Enseignants et étudiants renouent avec la protesta
Le 19 mars 1962 est une date qui a marqué un virage crucial dans l’histoire de l’Algérie. Il s’agit de la signature des accords d’Évian entre l’Algérie et la France et de la déclaration du cessez-le-feu. Depuis des années, il était d’usage de célébrer cette date en assistant à des manifestations « folkloriques » organisées par les pouvoirs publics pour fêter la Victoire !
Mais le 19 mars 2019, l’université algérienne a décidé de fêter l’événement autrement en s’inscrivant dans le sillage de la mobilisation massive du peuple revendiquant, depuis le 22 février et sans cesse, le départ du système en place.
Des milliers d’étudiants se sont rassemblés hier à l’esplanade de la Grande Poste (Alger) pour réitérer pour la énième fois leur refus de toutes les propositions annoncées, que ce soit par le Premier ministre Noureddine Bedoui ou dans des lettres du président de la République. « Les étudiants relevant de toutes les facultés du campus universitaire d’Alger se sont donné rendez-vous en cette date historique pour poursuivre les protestations de manière pacifique », nous indique A.C., doctorant en sciences politiques à l’université d’Alger 3. « Nous observons ce rassemblement sous le slogan « Manifestation de la victoire’’, ajoute-t-il.

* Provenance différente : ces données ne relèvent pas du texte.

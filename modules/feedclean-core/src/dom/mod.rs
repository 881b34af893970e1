// Document tree capability surface.
//
// The pipeline never touches a concrete DOM. Everything it needs from the
// host page goes through `DocumentTree`, which the in-memory `SnapshotTree`
// implements for the CLI and for tests.

pub mod snapshot;

use std::fmt;
use std::hash::Hash;
use std::sync::LazyLock;

use feedclean_common::FeedCleanError;

pub use scraper::Selector;
pub use snapshot::{NodeId, SnapshotTree};

pub type Result<T> = std::result::Result<T, FeedCleanError>;

/// Flags the pipeline writes onto item containers.
pub mod flags {
    pub const PROCESSED_ATTR: &str = "data-feedclean-processed";
    pub const HIDDEN_ATTR: &str = "data-feedclean-hidden";
    pub const HIDDEN_CLASS: &str = "feedclean-hidden";
    pub const BLUR_CLASS: &str = "feedclean-blur";
    pub const INDICATOR_CLASS: &str = "feedclean-indicator";
    pub const BADGE_CLASS: &str = "feedclean-score-badge";
    pub const FLAG_SET: &str = "1";
}

/// Rendered size of a node. Zero in either dimension means not on screen.
#[derive(Debug, Clone, Copy, PartialEq, Default)]
pub struct Rect {
    pub width: f64,
    pub height: f64,
}

impl Rect {
    pub const ZERO: Rect = Rect {
        width: 0.0,
        height: 0.0,
    };

    pub fn is_visible(&self) -> bool {
        self.width > 0.0 && self.height > 0.0
    }
}

pub trait DocumentTree {
    type Handle: Copy + Eq + Hash + fmt::Debug;

    /// Every element in the document matching `selector`, in document order.
    fn query_all(&self, selector: &Selector) -> Vec<Self::Handle>;

    /// First descendant of `scope` (not `scope` itself) matching `selector`.
    fn query_first(&self, scope: Self::Handle, selector: &Selector) -> Option<Self::Handle>;

    /// `node` itself or its nearest ancestor matching `selector`.
    fn closest(&self, node: Self::Handle, selector: &Selector) -> Option<Self::Handle>;

    fn attribute(&self, node: Self::Handle, name: &str) -> Option<String>;
    fn set_attribute(&mut self, node: Self::Handle, name: &str, value: &str) -> Result<()>;
    fn remove_attribute(&mut self, node: Self::Handle, name: &str) -> Result<()>;

    fn has_class(&self, node: Self::Handle, class: &str) -> bool;
    fn add_class(&mut self, node: Self::Handle, class: &str) -> Result<()>;
    fn remove_class(&mut self, node: Self::Handle, class: &str) -> Result<()>;

    /// Concatenated text of all descendant text nodes.
    fn text(&self, node: Self::Handle) -> String;

    fn is_displayed(&self, node: Self::Handle) -> bool;
    fn set_displayed(&mut self, node: Self::Handle, displayed: bool) -> Result<()>;

    fn rect(&self, node: Self::Handle) -> Rect;

    /// Previous element sibling, skipping text.
    fn previous_sibling(&self, node: Self::Handle) -> Option<Self::Handle>;

    fn insert_before(&mut self, anchor: Self::Handle, node: &NodeSpec) -> Result<Self::Handle>;
    fn append_child(&mut self, parent: Self::Handle, node: &NodeSpec) -> Result<Self::Handle>;
    fn remove(&mut self, node: Self::Handle) -> Result<()>;

    /// Trimmed text of the first descendant matching `selector`.
    fn first_text(&self, scope: Self::Handle, selector: &Selector) -> Option<String> {
        self.query_first(scope, selector)
            .map(|node| self.text(node).trim().to_string())
    }

    fn flag_set(&self, node: Self::Handle, name: &str) -> bool {
        self.attribute(node, name).as_deref() == Some(flags::FLAG_SET)
    }
}

/// Description of an element to insert.
#[derive(Debug, Clone, Default, PartialEq)]
pub struct NodeSpec {
    pub tag: String,
    pub classes: Vec<String>,
    pub attributes: Vec<(String, String)>,
    pub text: Option<String>,
    pub children: Vec<NodeSpec>,
}

impl NodeSpec {
    pub fn new(tag: impl Into<String>) -> Self {
        Self {
            tag: tag.into(),
            ..Default::default()
        }
    }

    pub fn class(mut self, class: impl Into<String>) -> Self {
        self.classes.push(class.into());
        self
    }

    pub fn attr(mut self, name: impl Into<String>, value: impl Into<String>) -> Self {
        self.attributes.push((name.into(), value.into()));
        self
    }

    pub fn text(mut self, text: impl Into<String>) -> Self {
        self.text = Some(text.into());
        self
    }

    pub fn child(mut self, child: NodeSpec) -> Self {
        self.children.push(child);
        self
    }

    pub fn child_if(self, child: Option<NodeSpec>) -> Self {
        match child {
            Some(child) => self.child(child),
            None => self,
        }
    }
}

/// Compile a static selector list. Panics on a malformed literal.
pub(crate) fn compile(sources: &[&str]) -> Vec<Selector> {
    sources
        .iter()
        .map(|s| Selector::parse(s).unwrap_or_else(|e| panic!("static selector: {e}")))
        .collect()
}

pub(crate) fn compile_one(source: &str) -> Selector {
    Selector::parse(source).unwrap_or_else(|e| panic!("static selector: {e}"))
}

pub(crate) type Selectors = LazyLock<Vec<Selector>>;
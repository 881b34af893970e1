use anyhow::Result;
use async_trait::async_trait;
use std::sync::Arc;

// =============================================================================
// TextGenerator Trait
// =============================================================================

/// Single-shot prompt → text completion.
#[async_trait]
pub trait TextGenerator: Send + Sync {
    async fn generate(&self, prompt: &str) -> Result<String>;
}

#[async_trait]
impl<T: TextGenerator + ?Sized> TextGenerator for Box<T> {
    async fn generate(&self, prompt: &str) -> Result<String> {
        (**self).generate(prompt).await
    }
}

#[async_trait]
impl<T: TextGenerator + ?Sized> TextGenerator for Arc<T> {
    async fn generate(&self, prompt: &str) -> Result<String> {
        (**self).generate(prompt).await
    }
}
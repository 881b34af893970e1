// Test doubles for the feed pipeline.
//
// - MockOracle (TextGenerator): scripted responses, records every prompt
// - FailingOracle (TextGenerator): every request fails
// - PostFixture / feed_html: feed markup shaped like the live site

use std::collections::VecDeque;
use std::sync::{Arc, Mutex};

use ai_client::TextGenerator;
use anyhow::{anyhow, bail, Result};
use async_trait::async_trait;

// ---------------------------------------------------------------------------
// MockOracle
// ---------------------------------------------------------------------------

#[derive(Default)]
struct OracleScript {
    by_content: Vec<(String, String)>,
    queue: VecDeque<String>,
    otherwise: Option<String>,
    prompts: Vec<String>,
}

/// Scripted oracle. Clones share the same script and prompt log.
///
/// A prompt is answered by the first `on_content` needle it contains, then by
/// the next queued `respond`, then by `otherwise`; with none left it errors.
#[derive(Clone, Default)]
pub struct MockOracle {
    script: Arc<Mutex<OracleScript>>,
}

impl MockOracle {
    pub fn new() -> Self {
        Self::default()
    }

    pub fn on_content(self, needle: &str, response: &str) -> Self {
        self.lock()
            .by_content
            .push((needle.to_string(), response.to_string()));
        self
    }

    pub fn respond(self, response: &str) -> Self {
        self.lock().queue.push_back(response.to_string());
        self
    }

    pub fn otherwise(self, response: &str) -> Self {
        self.lock().otherwise = Some(response.to_string());
        self
    }

    /// `{"informativeness": score, "category": category}`
    pub fn verdict(score: i64, category: &str) -> String {
        serde_json::json!({ "informativeness": score, "category": category }).to_string()
    }

    pub fn prompts(&self) -> Vec<String> {
        self.lock().prompts.clone()
    }

    pub fn call_count(&self) -> usize {
        self.lock().prompts.len()
    }

    fn lock(&self) -> std::sync::MutexGuard<'_, OracleScript> {
        self.script.lock().unwrap_or_else(|e| e.into_inner())
    }
}

#[async_trait]
impl TextGenerator for MockOracle {
    async fn generate(&self, prompt: &str) -> Result<String> {
        let mut script = self.lock();
        script.prompts.push(prompt.to_string());

        if let Some((_, response)) = script
            .by_content
            .iter()
            .find(|(needle, _)| prompt.contains(needle.as_str()))
        {
            return Ok(response.clone());
        }
        if let Some(response) = script.queue.pop_front() {
            return Ok(response);
        }
        script
            .otherwise
            .clone()
            .ok_or_else(|| anyhow!("MockOracle: no response scripted for prompt"))
    }
}

// ---------------------------------------------------------------------------
// FailingOracle
// ---------------------------------------------------------------------------

/// Every request fails as if the network were down.
#[derive(Debug, Clone, Copy, Default)]
pub struct FailingOracle;

#[async_trait]
impl TextGenerator for FailingOracle {
    async fn generate(&self, _prompt: &str) -> Result<String> {
        bail!("FailingOracle: connection refused")
    }
}

// ---------------------------------------------------------------------------
// Feed fixtures
// ---------------------------------------------------------------------------

/// One post as the feed renders it: an occludable wrapper around an activity
/// article with an actor block and a text body.
#[derive(Debug, Clone)]
pub struct PostFixture {
    urn: Option<String>,
    name: String,
    role: String,
    avatar: Option<String>,
    text: String,
    displayed: bool,
}

impl PostFixture {
    pub fn new(activity_id: u64, text: &str) -> Self {
        Self {
            urn: Some(format!("urn:li:activity:{activity_id}")),
            name: "Jane Smith".to_string(),
            role: "Staff Engineer at Initech".to_string(),
            avatar: None,
            text: text.to_string(),
            displayed: true,
        }
    }

    /// A post with no stable identifier, identified by its text.
    pub fn anonymous(text: &str) -> Self {
        Self {
            urn: None,
            ..Self::new(0, text)
        }
    }

    pub fn author(mut self, name: &str) -> Self {
        self.name = name.to_string();
        self
    }

    pub fn role(mut self, role: &str) -> Self {
        self.role = role.to_string();
        self
    }

    pub fn avatar(mut self, src: &str) -> Self {
        self.avatar = Some(src.to_string());
        self
    }

    pub fn not_rendered(mut self) -> Self {
        self.displayed = false;
        self
    }

    /// Identity the pipeline is expected to assign.
    pub fn identity(&self) -> Option<String> {
        self.urn.as_ref().map(|urn| format!("urn:{urn}"))
    }

    pub fn to_html(&self) -> String {
        let style = if self.displayed { "" } else { r#" style="display:none""# };
        let urn = self
            .urn
            .as_ref()
            .map(|u| format!(r#" data-urn="{u}""#))
            .unwrap_or_default();
        let avatar = self
            .avatar
            .as_ref()
            .map(|src| format!(r#"<img class="update-components-actor__avatar-image" src="{src}">"#))
            .unwrap_or_default();
        let slug = self.name.to_lowercase().replace(' ', "-");
        format!(
            r#"<div class="occludable-update"{style}>
  <article class="feed-shared-update-v2"{urn}>
    <div class="update-components-actor">
      {avatar}
      <span class="update-components-actor__name"><a href="/in/{slug}">{name}</a></span>
      <span class="update-components-actor__sub-description">{role}</span>
    </div>
    <div class="feed-shared-text">{text}</div>
  </article>
</div>"#,
            name = self.name,
            role = self.role,
            text = self.text,
        )
    }
}

/// A full page with `posts` in the main feed column.
pub fn feed_html(posts: &[PostFixture]) -> String {
    let body: Vec<String> = posts.iter().map(PostFixture::to_html).collect();
    format!(
        "<!DOCTYPE html><html><head><title>Feed</title></head><body><main class=\"scaffold-finite-scroll\">{}</main></body></html>",
        body.join("\n")
    )
}
use ai_client::{first_json_object, truncate_to_char_boundary, TextGenerator};
use feedclean_common::prompt::{AUTHOR_PLACEHOLDER, CONTENT_PLACEHOLDER};
use feedclean_common::{Category, ClassificationResult, FALLBACK_SCORE};
use serde::Deserialize;
use serde_json::Value;
use tracing::{debug, warn};

use crate::rate_limit::RateLimiter;

// =============================================================================
// Prompt
// =============================================================================

#[derive(Debug, Clone, PartialEq, Eq)]
pub struct PromptTemplate(String);

impl PromptTemplate {
    pub fn new(template: impl Into<String>) -> Self {
        Self(template.into())
    }

    pub fn as_str(&self) -> &str {
        &self.0
    }

    /// Substitute the first `{{author}}` and the first `{{content}}`.
    ///
    /// The author goes in first, so a name containing the literal content
    /// placeholder would receive the content. Later occurrences stay verbatim.
    pub fn render(&self, author: &str, content: &str) -> String {
        self.0
            .replacen(AUTHOR_PLACEHOLDER, author, 1)
            .replacen(CONTENT_PLACEHOLDER, content, 1)
    }
}

// =============================================================================
// Verdict parsing
// =============================================================================

#[derive(Debug, Deserialize)]
struct OracleVerdict {
    #[serde(default)]
    informativeness: Option<Value>,
    #[serde(default)]
    category: Option<Value>,
    #[serde(default)]
    error: Option<Value>,
}

#[derive(Debug, Clone, PartialEq, Eq, thiserror::Error)]
pub enum VerdictError {
    #[error("no JSON object in oracle output")]
    NoObject,
    #[error("malformed oracle JSON: {0}")]
    Malformed(String),
    #[error("oracle reported error: {0}")]
    Reported(String),
}

/// Parse the first brace-delimited object in the oracle's generated text.
pub fn parse_verdict(text: &str) -> Result<ClassificationResult, VerdictError> {
    let object = first_json_object(text).ok_or(VerdictError::NoObject)?;
    let verdict: OracleVerdict =
        serde_json::from_str(object).map_err(|e| VerdictError::Malformed(e.to_string()))?;

    if let Some(error) = verdict.error.as_ref().filter(|e| is_truthy(e)) {
        let message = match error {
            Value::String(s) => s.clone(),
            other => other.to_string(),
        };
        return Err(VerdictError::Reported(message));
    }

    let score = verdict
        .informativeness
        .as_ref()
        .and_then(parse_score)
        .unwrap_or(FALLBACK_SCORE as i64);
    let category = match verdict.category {
        Some(Value::String(label)) => Category::from_label(&label),
        _ => Category::Normal,
    };
    Ok(ClassificationResult::new(score, category))
}

/// Integer prefix of a score written as a number or a numeric string:
/// `7`, `7.9` and `"7/10"` all read as 7.
fn parse_score(value: &Value) -> Option<i64> {
    match value {
        Value::Number(n) => n
            .as_i64()
            .or_else(|| n.as_f64().filter(|f| f.is_finite()).map(|f| f.trunc() as i64)),
        Value::String(s) => leading_integer(s),
        _ => None,
    }
}

fn leading_integer(s: &str) -> Option<i64> {
    let s = s.trim_start();
    let (negative, digits) = match s.strip_prefix('-') {
        Some(rest) => (true, rest),
        None => (false, s.strip_prefix('+').unwrap_or(s)),
    };
    let end = digits
        .find(|c: char| !c.is_ascii_digit())
        .unwrap_or(digits.len());
    if end == 0 {
        return None;
    }
    // Anything too long to fit still clamps to the top of the scale.
    let magnitude = digits[..end].parse::<i64>().unwrap_or(i64::MAX);
    Some(if negative { -magnitude } else { magnitude })
}

fn is_truthy(value: &Value) -> bool {
    match value {
        Value::Null => false,
        Value::Bool(b) => *b,
        Value::Number(n) => n.as_f64().is_some_and(|f| f != 0.0),
        Value::String(s) => !s.is_empty(),
        Value::Array(_) | Value::Object(_) => true,
    }
}

// =============================================================================
// Client
// =============================================================================

/// Scores content through the oracle and falls open on every failure.
pub struct ClassificationClient<G> {
    generator: Option<G>,
    template: PromptTemplate,
    limiter: RateLimiter,
}

impl<G: TextGenerator> ClassificationClient<G> {
    /// `generator` is `None` when no credential is configured.
    pub fn new(generator: Option<G>, template: PromptTemplate, limiter: RateLimiter) -> Self {
        Self {
            generator,
            template,
            limiter,
        }
    }

    pub fn has_credential(&self) -> bool {
        self.generator.is_some()
    }

    pub fn limiter(&self) -> &RateLimiter {
        &self.limiter
    }

    pub fn template(&self) -> &PromptTemplate {
        &self.template
    }

    pub async fn classify(&mut self, content: &str, author: &str) -> ClassificationResult {
        let Some(generator) = self.generator.as_ref() else {
            warn!("No oracle credential configured, using fallback classification");
            return ClassificationResult::fallback();
        };

        if !self.limiter.try_acquire() {
            warn!(
                limit = self.limiter.budget().limit,
                "Oracle rate limit reached, using fallback classification"
            );
            return ClassificationResult::fallback();
        }

        let prompt = self.template.render(author, content);
        debug!(author, prompt_len = prompt.len(), "Classifying item");

        let text = match generator.generate(&prompt).await {
            Ok(text) => text,
            Err(e) => {
                warn!(error = %e, "Oracle request failed, using fallback classification");
                return ClassificationResult::fallback();
            }
        };

        match parse_verdict(&text) {
            Ok(result) => {
                debug!(
                    score = result.score(),
                    category = %result.category(),
                    "Oracle verdict"
                );
                result
            }
            Err(e) => {
                warn!(
                    error = %e,
                    output = truncate_to_char_boundary(&text, 200),
                    "Unusable oracle verdict, using fallback classification"
                );
                ClassificationResult::fallback()
            }
        }
    }
}

#[cfg(test)]
mod tests {
    use std::time::Duration;

    use super::*;
    use crate::testing::{FailingOracle, MockOracle};

    fn client<G: TextGenerator>(generator: Option<G>) -> ClassificationClient<G> {
        ClassificationClient::new(
            generator,
            PromptTemplate::new("Author: {{author}}\nPost: {{content}}"),
            RateLimiter::default(),
        )
    }

    #[test]
    fn test_render_substitutes_first_occurrence_only() {
        let template = PromptTemplate::new("{{author}} / {{content}} / {{author}}");
        assert_eq!(template.render("Ada", "hello"), "Ada / hello / {{author}}");
    }

    #[test]
    fn test_parse_verdict_in_prose() {
        let result =
            parse_verdict("Sure! ```json\n{\"informativeness\": 3, \"category\": \"activity\"}\n```")
                .unwrap();
        assert_eq!(result.score(), 3);
        assert_eq!(result.category(), Category::Activity);
    }

    #[test]
    fn test_parse_verdict_score_forms() {
        let score = |json: &str| parse_verdict(json).unwrap().score();
        assert_eq!(score(r#"{"informativeness": 7.9}"#), 7);
        assert_eq!(score(r#"{"informativeness": "6/10"}"#), 6);
        assert_eq!(score(r#"{"informativeness": "high"}"#), 8);
        assert_eq!(score(r#"{"informativeness": 42}"#), 10);
        assert_eq!(score(r#"{"informativeness": -1}"#), 0);
        assert_eq!(score(r#"{"informativeness": 0}"#), 0);
        assert_eq!(score(r#"{"category": "normal"}"#), 8);
    }

    #[test]
    fn test_parse_verdict_unknown_category() {
        let result = parse_verdict(r#"{"informativeness": 2, "category": "spam"}"#).unwrap();
        assert_eq!(result.category(), Category::Normal);
        let result = parse_verdict(r#"{"informativeness": 2, "category": 5}"#).unwrap();
        assert_eq!(result.category(), Category::Normal);
    }

    #[test]
    fn test_parse_verdict_errors() {
        assert!(matches!(
            parse_verdict(r#"{"error": "bad request"}"#),
            Err(VerdictError::Reported(m)) if m == "bad request"
        ));
        assert_eq!(parse_verdict("no json here"), Err(VerdictError::NoObject));
        assert!(matches!(
            parse_verdict("{not json}"),
            Err(VerdictError::Malformed(_))
        ));
        // A falsy error member is ignored.
        assert!(parse_verdict(r#"{"error": "", "informativeness": 9}"#).is_ok());
    }

    #[tokio::test]
    async fn test_no_credential_falls_back() {
        let mut client = client::<MockOracle>(None);
        assert_eq!(
            client.classify("text", "Ada").await,
            ClassificationResult::fallback()
        );
    }

    #[tokio::test]
    async fn test_oracle_error_body_falls_back() {
        let oracle = MockOracle::new().respond(r#"{"error": "bad request"}"#);
        let mut client = client(Some(oracle));
        assert_eq!(
            client.classify("text", "Ada").await,
            ClassificationResult::fallback()
        );
    }

    #[tokio::test]
    async fn test_transport_failure_falls_back() {
        let mut client = client(Some(FailingOracle));
        assert_eq!(
            client.classify("text", "Ada").await,
            ClassificationResult::fallback()
        );
    }

    #[tokio::test]
    async fn test_prompt_reaches_oracle() {
        let oracle = MockOracle::new().respond(r#"{"informativeness": 9, "category": "normal"}"#);
        let mut client = client(Some(oracle.clone()));
        let result = client.classify("Rust 1.80 is out", "Ada").await;
        assert_eq!(result.score(), 9);
        assert_eq!(oracle.prompts(), vec!["Author: Ada\nPost: Rust 1.80 is out"]);
    }

    #[tokio::test]
    async fn test_rate_limit_denial_skips_oracle() {
        let oracle = MockOracle::new()
            .respond(r#"{"informativeness": 2, "category": "promotional"}"#)
            .respond(r#"{"informativeness": 2, "category": "promotional"}"#);
        let mut client = ClassificationClient::new(
            Some(oracle.clone()),
            PromptTemplate::new("{{content}}"),
            RateLimiter::new(1, Duration::from_secs(60)),
        );

        assert_eq!(client.classify("a", "x").await.score(), 2);
        assert_eq!(
            client.classify("b", "x").await,
            ClassificationResult::fallback()
        );
        assert_eq!(oracle.call_count(), 1);
    }
}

Selon ce manifestant, le mouvement citoyen commence à s’organiser au sein des campus dans la mesure où chaque faculté veut apporter sa touche en se mobilisant autour de l’ensemble des revendications, en commençant par le départ du système jusqu’au changement radical à tous les niveaux. « Il faut dire que l’intransigeance du pouvoir provoque un climat de tension et le seuil des revendications augmente au fil des semaines », précise notre interlocuteur.
Par ailleurs, pour Mohamed Chelagha, étudiant à l’Ecole nationale supérieure de journalisme et des sciences de l’information, « toutes les manœuvress entreprises par le pouvoir, qui continue à s’accrocher aux rênes, sont inacceptables ». « Nous refusons toutes les violations flagrantes de la Constitution en annulant l’élection présidentielle et d’autres textes de loi régissant la relation gouvernés et gouvernants », dénonce Mohamed. Ajoutant que « la rupture avec l’ancien ordre politique est la seule solution pour mettre le holà à cette machine dévastatrice ».
A cette occasion, plusieurs universités ont vu l’organisation de diverses activités culturelles et intellectuelles pour signifier qu’il n’est pas seulement de quitter les bancs pour sortir manifester, mais de renouer avec le vrai rôle de l’université qui est d’instruire et de former, explique ce doctorant en relations stratégiques.
Ainsi, l’élite issue de l’enceinte universitaire recouvre la place qui lui sied et essaie contre vents et marées de contribuer à aboutir à une solution. A ce propos, Louiza Aït Hamadouche, enseignante à l’université d’Alger 3, éclaire que ce qui se passe aujourd’hui traduit le retour en force de l’université sur la scène sociale et politique. Précisant que l’université a été marginalisée et mise à l’écart de tous les débats en rapport avec les grandes questions susceptibles d’intéresser le citoyen algérien. Et d’enchaîner : « Cette mobilisation, englobant enseignants et étudiants, n’est qu’un retour au cours naturel des choses ». L’universitaire, rencontrée sur place, considère que l’implication de cette catégorie sociale est incontournable et qu’il est inconcevable de parler d’un changement radical au niveau du système politique en faisant abstraction de l’élite.
« Les enseignants et les étudiants sont censés apporter des éclairages et des explications sur la situation qui règne dans le pays et non proposer des projets politiques », fait-elle observer. Ecartant la thèse qualifiant cette situation de « problème » nécessitant une solution, l’universitaire relève qu’il incombe à l’élite de présenter les instruments auxquels on pourrait recourir en ce moment, ainsi que les pistes envisageables pour une éventuelle issue. « Une telle démarche permettra la véritable transition démocratique garantissant les soubassements de la nouvelle république », analyse-t-elle.
Certes, la mobilisation se fait d’arrache-pied au sein des campus, mais il convient de signaler aussi que nous sommes dans une situation d’urgence et qu’il va falloir passer à l’étape suivante. Celle de trouver des représentants des différentes sensibilités et couleurs politiques pour se mettre à la table des négociations et ouvrir un dialogue franc et fructueux.